== Problem details ==
Nothing but the lines from the one containing "pub fn speed_unit(&self)" through the final line of the data should be repeated, and each must be exact.

== Saved data entries ==
*** Begin section ***

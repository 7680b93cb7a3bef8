pub mod color;
pub mod palette;

pub use color::Color;
pub use palette::{ColorOverrides, PALETTE_NAMES, ThemePalette};
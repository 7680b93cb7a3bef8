use super::*;
use crate::sim::host::ManualHost;

fn host() -> Rc<ManualHost> {
    Rc::new(ManualHost::new(Size::new(64.0, 48.0), 1.0).unwrap())
}

#[test]
fn lifecycle_idle_running_cancelled() {
    let host = host();
    let mut lp = FrameLoop::new(host.clone());
    assert_eq!(lp.state(), LoopState::Idle);
    assert!(!lp.take_frame());

    lp.observe();
    lp.start();
    assert_eq!(lp.state(), LoopState::Running);
    assert_eq!(host.pending_frames(), 1);

    assert!(lp.take_frame());
    assert_eq!(host.pending_frames(), 0);
    lp.schedule_next();
    lp.schedule_next();
    assert_eq!(host.pending_frames(), 1);

    lp.cancel();
    assert_eq!(lp.state(), LoopState::Cancelled);
    assert_eq!(host.pending_frames(), 0);
    assert_eq!(host.active_observers(), 0);

    lp.start();
    lp.observe();
    assert_eq!(host.pending_frames(), 0);
    assert_eq!(host.active_observers(), 0);
}

#[test]
fn drop_releases_host_resources() {
    let host = host();
    {
        let mut lp = FrameLoop::new(host.clone());
        lp.observe();
        lp.start();
        assert_eq!(host.active_observers(), 1);
    }
    assert_eq!(host.pending_frames(), 0);
    assert_eq!(host.active_observers(), 0);
}

#[test]
fn resize_is_delivered_through_the_observation() {
    let host = host();
    let mut lp = FrameLoop::new(host.clone());
    assert_eq!(lp.take_resize(), None);
    lp.observe();
    host.set_viewport(Size::new(100.0, 50.0)).unwrap();
    assert_eq!(lp.take_resize(), Some(Size::new(100.0, 50.0)));
}
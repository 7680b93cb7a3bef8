pub use kurbo::{Affine, BezPath, Point, Rect, Size, Vec2};

/// Premultiplied RGBA8 color.
#[derive(Clone, Copy, Debug, PartialEq, Eq, Hash, Default)]
pub struct Rgba8Premul {
    /// Red channel premultiplied by alpha.
    pub r: u8,
    /// Green channel premultiplied by alpha.
    pub g: u8,
    /// Blue channel premultiplied by alpha.
    pub b: u8,
    /// Alpha channel.
    pub a: u8,
}

impl Rgba8Premul {
    /// Fully transparent black.
    pub fn transparent() -> Self {
        Self::default()
    }

    /// Convert straight-alpha RGBA8 into premultiplied RGBA8.
    pub fn from_straight_rgba(r: u8, g: u8, b: u8, a: u8) -> Self {
        fn premul(c: u8, a: u8) -> u8 {
            crate::foundation::math::mul_div255_u8(u16::from(c), u16::from(a))
        }

        Self {
            r: premul(r, a),
            g: premul(g, a),
            b: premul(b, a),
            a,
        }
    }

    pub fn to_array(self) -> [u8; 4] {
        [self.r, self.g, self.b, self.a]
    }
}

/// Parse a pixel size given as `WIDTHxHEIGHT`.
pub fn parse_size(s: &str) -> Option<Size> {
    let (w, h) = s.trim().split_once(['x', 'X'])?;
    let w: f64 = w.trim().parse().ok()?;
    let h: f64 = h.trim().parse().ok()?;
    (w.is_finite() && h.is_finite() && w > 0.0 && h > 0.0).then(|| Size::new(w, h))
}

#[cfg(test)]
#[path = "../../tests/unit/foundation/core.rs"]
mod tests;
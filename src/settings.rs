use serde::{Deserialize, Deserializer, Serialize};

use crate::foundation::math::finite_clamp;

/// Upper bound of the `intensity`, `speed` and `density` knobs.
pub const KNOB_MAX: f64 = 100.0;
/// Upper bound of the `blur` knob, in CSS pixels.
pub const BLUR_MAX: f64 = 20.0;

/// The four numeric knobs every generator reads.
///
/// Knobs missing from a serialized document fall back to their defaults individually, and
/// `null` is treated as missing. Generators only ever see [`BackgroundSettings::sanitized`]
/// values, so out-of-range input is clamped rather than rejected.
#[derive(Clone, Copy, Debug, PartialEq, Serialize, Deserialize)]
#[serde(default)]
pub struct BackgroundSettings {
    /// Opacity/brightness of the effect, `0..=100`.
    #[serde(deserialize_with = "lenient_knob")]
    pub intensity: f64,
    /// Animation rate, `0..=100`. Higher means shorter cycles.
    #[serde(deserialize_with = "lenient_knob")]
    pub speed: f64,
    /// Population, spacing or stroke weight, `0..=100`.
    #[serde(deserialize_with = "lenient_knob")]
    pub density: f64,
    /// Post-process blur radius in CSS pixels, `0..=20`.
    #[serde(deserialize_with = "lenient_knob")]
    pub blur: f64,
}

fn lenient_knob<'de, D>(deserializer: D) -> Result<f64, D::Error>
where
    D: Deserializer<'de>,
{
    // NaN is replaced by the knob default in `sanitized`.
    Ok(Option::<f64>::deserialize(deserializer)?.unwrap_or(f64::NAN))
}

impl BackgroundSettings {
    pub const DEFAULT: Self = Self {
        intensity: 65.0,
        speed: 50.0,
        density: 55.0,
        blur: 0.0,
    };

    /// Fixed preview settings used for every thumbnail.
    pub const THUMBNAIL: Self = Self {
        intensity: 50.0,
        speed: 20.0,
        density: 30.0,
        blur: 0.0,
    };

    /// Clamp every knob into its documented range, replacing non-finite values with defaults.
    pub fn sanitized(self) -> Self {
        let d = Self::DEFAULT;
        Self {
            intensity: finite_clamp(self.intensity, 0.0, KNOB_MAX, d.intensity),
            speed: finite_clamp(self.speed, 0.0, KNOB_MAX, d.speed),
            density: finite_clamp(self.density, 0.0, KNOB_MAX, d.density),
            blur: finite_clamp(self.blur, 0.0, BLUR_MAX, d.blur),
        }
    }

    pub fn intensity_unit(&self) -> f64 {
        self.intensity / KNOB_MAX
    }

    pub fn speed_unit(&self) -> f64 {
        self.speed / KNOB_MAX
    }

    pub fn density_unit(&self) -> f64 {
        self.density / KNOB_MAX
    }

    /// Cycle duration in seconds for `range` at the current speed.
    pub fn duration(&self, range: DurationRange) -> f64 {
        range.at(self.speed_unit())
    }

    /// Linear map of density onto `[lo, hi]`.
    pub fn by_density(&self, lo: f64, hi: f64) -> f64 {
        lo + self.density_unit() * (hi - lo)
    }

    /// `base + round(density * extra)`.
    pub fn count_round(&self, base: usize, extra: usize) -> usize {
        base + (self.density_unit() * extra as f64).round() as usize
    }

    /// `base + floor(density * extra)`.
    pub fn count_floor(&self, base: usize, extra: usize) -> usize {
        base + (self.density_unit() * extra as f64).floor() as usize
    }

    /// Whether a change from `self` to `other` alters anything a generator consumes.
    ///
    /// `intensity` and `blur` are applied by the renderer wrapper only.
    pub fn generator_inputs_differ(&self, other: &Self) -> bool {
        self.speed != other.speed || self.density != other.density
    }
}

impl Default for BackgroundSettings {
    fn default() -> Self {
        Self::DEFAULT
    }
}

/// Inverse-linear speed to duration mapping: `speed = 0` yields `slowest`, `speed = 100`
/// yields `fastest`.
#[derive(Clone, Copy, Debug, PartialEq)]
pub struct DurationRange {
    /// Seconds per cycle at `speed = 0`.
    pub slowest: f64,
    /// Seconds per cycle at `speed = 100`.
    pub fastest: f64,
}

impl DurationRange {
    pub const fn new(slowest: f64, fastest: f64) -> Self {
        Self { slowest, fastest }
    }

    pub fn at(self, speed_unit: f64) -> f64 {
        let s = speed_unit.clamp(0.0, 1.0);
        self.slowest - s * (self.slowest - self.fastest)
    }

    pub fn contains(self, seconds: f64) -> bool {
        let eps = 1e-9;
        seconds >= self.fastest - eps && seconds <= self.slowest + eps
    }
}

#[cfg(test)]
#[path = "../tests/unit/settings.rs"]
mod tests;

*** End section ***

== Answer box ==
    pub fn speed_unit(&self) -> f64 {
        self.speed / KNOB_MAX
    }

    pub fn density_unit(&self) -> f64 {
        self.density / KNOB_MAX
    }

    /// Cycle duration in seconds for `range` at the current speed.
    pub fn duration(&self, range: DurationRange) -> f64 {
        range.at(self.speed_unit())
    }

    /// Linear map of density onto `[lo, hi]`.
    pub fn by_density(&self, lo: f64, hi: f64) -> f64 {
        lo + self.density_unit() * (hi - lo)
    }

    /// `base + round(density * extra)`.
    pub fn count_round(&self, base: usize, extra: usize) -> usize {
        base + (self.density_unit() * extra as f64).round() as usize
    }

    /// `base + floor(density * extra)`.
    pub fn count_floor(&self, base: usize, extra: usize) -> usize {
        base + (self.density_unit() * extra as f64).floor() as usize
    }

    /// Whether a change from `self` to `other` alters anything a generator consumes.
    ///
    /// `intensity` and `blur` are applied by the renderer wrapper only.
    pub fn generator_inputs_differ(&self, other: &Self) -> bool {
        self.speed != other.speed || self.density != other.density
    }
}

impl Default for BackgroundSettings {
    fn default() -> Self {
        Self::DEFAULT
    }
}

/// Inverse-linear speed to duration mapping: `speed = 0` yields `slowest`, `speed = 100`
/// yields `fastest`.
#[derive(Clone, Copy, Debug, PartialEq)]
pub struct DurationRange {
    /// Seconds per cycle at `speed = 0`.
    pub slowest: f64,
    /// Seconds per cycle at `speed = 100`.
    pub fastest: f64,
}

impl DurationRange {
    pub const fn new(slowest: f64, fastest: f64) -> Self {
        Self { slowest, fastest }
    }

    pub fn at(self, speed_unit: f64) -> f64 {
        let s = speed_unit.clamp(0.0, 1.0);
        self.slowest - s * (self.slowest - self.fastest)
    }

    pub fn contains(self, seconds: f64) -> bool {
        let eps = 1e-9;
        seconds >= self.fastest - eps && seconds <= self.slowest + eps
    }
}

#[cfg(test)]
#[path = "../tests/unit/settings.rs"]
mod tests;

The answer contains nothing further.